10. A shift register, comprising:

a driving-signal generating module, providing a first driving signal and a second driving signal, wherein a phase of the first driving signal is reverse to a phase of the second driving signal; and

a driving module, comprising a first input terminal, a second input terminal, a driving module first preset-voltage input terminal, a driving module second preset-voltage input terminal, an enable-signal input terminal, and a driving-signal output terminal, wherein the driving module is electrically coupled to the driving-signal generating module to receive the first driving signal via the first input terminal and receive the second driving signal via the second input terminal, and the driving module controls degrees of an electrical conduction between the driving module first preset-voltage input terminal and the driving-signal output terminal according to the first driving signal, and controls degrees of an electrical conduction between the enable-signal input terminal and the driving-signal output terminal according to the second driving signal;

wherein an enabled duration of the enable-signal input terminal determines an enabled duration of the driving-signal output terminal.

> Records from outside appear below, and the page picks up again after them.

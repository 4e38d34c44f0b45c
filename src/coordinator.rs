//! Periodic refresh of sale data with listener notification.
//!
//! The coordinator owns one [`Fetcher`], refreshes it on a fixed interval and
//! hands every successful result to the registered listeners. A failed
//! refresh keeps the previous data and notifies nobody.

use crate::eshop::{EshopApi, EshopResults, Fetcher, SwitchGame};
use crate::filters::Wishlist;
use anyhow::Result;
use std::future::Future;
use std::sync::atomic::{AtomicBool, AtomicU64, Ordering};
use std::sync::{Arc, Mutex, RwLock};
use std::time::Duration;
use tokio::time::MissedTickBehavior;
use tracing::{debug, error, info};

type Listener = Arc<dyn Fn(&EshopResults) + Send + Sync>;

/// Handle returned by [`Coordinator::add_listener`].
#[derive(Debug, Clone, Copy, PartialEq, Eq, Hash)]
pub struct ListenerId(u64);

/// Wishlist games currently on sale for one wishlist entry.
#[derive(Debug, Clone, PartialEq)]
pub struct TermStatus {
    pub term: String,
    pub matches: Vec<SwitchGame>,
}

impl TermStatus {
    pub fn is_on_sale(&self) -> bool {
        !self.matches.is_empty()
    }
}

/// Games in `results` whose title starts with `term`, ignoring case.
pub fn matches_for(results: &EshopResults, term: &str) -> Vec<SwitchGame> {
    let term = term.to_lowercase();
    results.values().filter(|g| g.title.to_lowercase().starts_with(&term)).cloned().collect()
}

/// Per-entry view of `results`, in wishlist order.
pub fn term_statuses(wishlist: &Wishlist, results: &EshopResults) -> Vec<TermStatus> {
    wishlist
        .terms()
        .iter()
        .map(|term| TermStatus { term: term.clone(), matches: matches_for(results, term) })
        .collect()
}

pub struct Coordinator<C> {
    fetcher: Fetcher<C>,
    interval: Duration,
    data: RwLock<Arc<EshopResults>>,
    listeners: Mutex<Vec<(ListenerId, Listener)>>,
    next_listener: AtomicU64,
    last_update_success: AtomicBool,
    refreshing: tokio::sync::Mutex<()>,
}

impl<C: EshopApi> Coordinator<C> {
    pub fn new(fetcher: Fetcher<C>, interval: Duration) -> Self {
        Self {
            fetcher,
            interval,
            data: RwLock::new(Arc::new(EshopResults::new())),
            listeners: Mutex::new(Vec::new()),
            next_listener: AtomicU64::new(0),
            last_update_success: AtomicBool::new(false),
            refreshing: tokio::sync::Mutex::new(()),
        }
    }

    pub fn fetcher(&self) -> &Fetcher<C> {
        &self.fetcher
    }

    pub fn interval(&self) -> Duration {
        self.interval
    }

    /// Registers a callback run after every successful refresh.
    pub fn add_listener<F>(&self, listener: F) -> ListenerId
    where
        F: Fn(&EshopResults) + Send + Sync + 'static,
    {
        let id = ListenerId(self.next_listener.fetch_add(1, Ordering::Relaxed));
        self.lock_listeners().push((id, Arc::new(listener)));
        debug!("Added listener {:?}", id);
        id
    }

    /// Removes a listener. Returns false if it was not registered.
    pub fn remove_listener(&self, id: ListenerId) -> bool {
        let mut listeners = self.lock_listeners();
        let before = listeners.len();
        listeners.retain(|(existing, _)| *existing != id);
        listeners.len() != before
    }

    pub fn listener_count(&self) -> usize {
        self.lock_listeners().len()
    }

    /// Result of the last successful refresh; empty before the first one.
    pub fn data(&self) -> Arc<EshopResults> {
        match self.data.read() {
            Ok(data) => Arc::clone(&data),
            Err(poisoned) => Arc::clone(&poisoned.into_inner()),
        }
    }

    /// Whether the most recent refresh succeeded.
    pub fn last_update_success(&self) -> bool {
        self.last_update_success.load(Ordering::Relaxed)
    }

    /// Games in the current data whose title starts with `term`, ignoring case.
    pub fn matches_for(&self, term: &str) -> Vec<SwitchGame> {
        matches_for(&self.data(), term)
    }

    /// Per-entry view of the current data, in wishlist order.
    pub fn term_statuses(&self) -> Vec<TermStatus> {
        term_statuses(self.fetcher.wishlist(), &self.data())
    }

    /// Fetches once. On success stores the result, notifies listeners and
    /// returns the number of games found.
    pub async fn refresh(&self) -> Result<usize> {
        let _guard = self.refreshing.lock().await;

        let games = match self.fetcher.fetch_on_sale().await {
            Ok(games) => games,
            Err(e) => {
                self.last_update_success.store(false, Ordering::Relaxed);
                return Err(e);
            }
        };

        let count = games.len();
        let games = Arc::new(games);
        match self.data.write() {
            Ok(mut data) => *data = Arc::clone(&games),
            Err(poisoned) => *poisoned.into_inner() = Arc::clone(&games),
        }
        self.last_update_success.store(true, Ordering::Relaxed);

        // Listeners run outside the lock so they may add or remove listeners.
        let listeners: Vec<Listener> =
            self.lock_listeners().iter().map(|(_, l)| Arc::clone(l)).collect();
        debug!("Notifying {} listeners", listeners.len());
        for listener in listeners {
            listener(&games);
        }

        Ok(count)
    }

    /// Refreshes immediately and then every interval until `shutdown` resolves.
    /// Failed refreshes are logged; the loop keeps going.
    pub async fn run<F>(&self, shutdown: F)
    where
        F: Future<Output = ()>,
    {
        let mut ticker = tokio::time::interval(self.interval);
        ticker.set_missed_tick_behavior(MissedTickBehavior::Delay);
        tokio::pin!(shutdown);

        info!(
            "Watching {} every {}s",
            self.fetcher.region(),
            self.interval.as_secs()
        );

        loop {
            tokio::select! {
                _ = &mut shutdown => break,
                _ = ticker.tick() => {
                    tokio::select! {
                        _ = &mut shutdown => break,
                        result = self.refresh() => match result {
                            Ok(count) => debug!("Refresh found {} games", count),
                            Err(e) => error!("Refresh failed: {:#}", e),
                        },
                    }
                }
            }
        }

        info!("Coordinator stopped");
    }

    fn lock_listeners(&self) -> std::sync::MutexGuard<'_, Vec<(ListenerId, Listener)>> {
        self.listeners.lock().unwrap_or_else(|poisoned| poisoned.into_inner())
    }
}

11. The shift register as claimed in claim 10, wherein the driving module comprising:

a first transistor, comprising a control terminal, a first source/drain terminal and a second source/drain terminal, wherein the control terminal thereof is electrically coupled to the first input terminal, the first source/drain terminal thereof is electrically coupled to the driving-signal output terminal, and the second source/drain terminal thereof is electrically coupled to the first preset-voltage source;

a second transistor, comprising a control terminal, a first source/drain terminal and a second source/drain terminal, wherein the control terminal thereof is electrically coupled to the first input terminal, and the first source/drain terminal thereof is electrically coupled to the first preset-voltage source;

a third transistor, comprising a control terminal, a first source/drain terminal and a second source/drain terminal, wherein the control terminal thereof is electrically coupled to the second input terminal, the first source/drain terminal thereof is electrically coupled to the second preset-voltage source, and the second source/drain terminal thereof is electrically coupled to the second source/drain terminal of the second transistor;

a fourth transistor, comprising a control terminal, a first source/drain terminal and a second source/drain terminal, wherein the control terminal thereof is electrically coupled to the second source/drain terminal of the third transistor, the first source/drain terminal thereof is electrically coupled to the enable-signal input terminal, and the second source/drain terminal thereof is electrically coupled to the driving-signal output terminal; and

a capacitor, one terminal thereof is electrically coupled to the driving-signal output terminal, and the other terminal thereof is electrically coupled to the second source/drain terminal of the second transistor.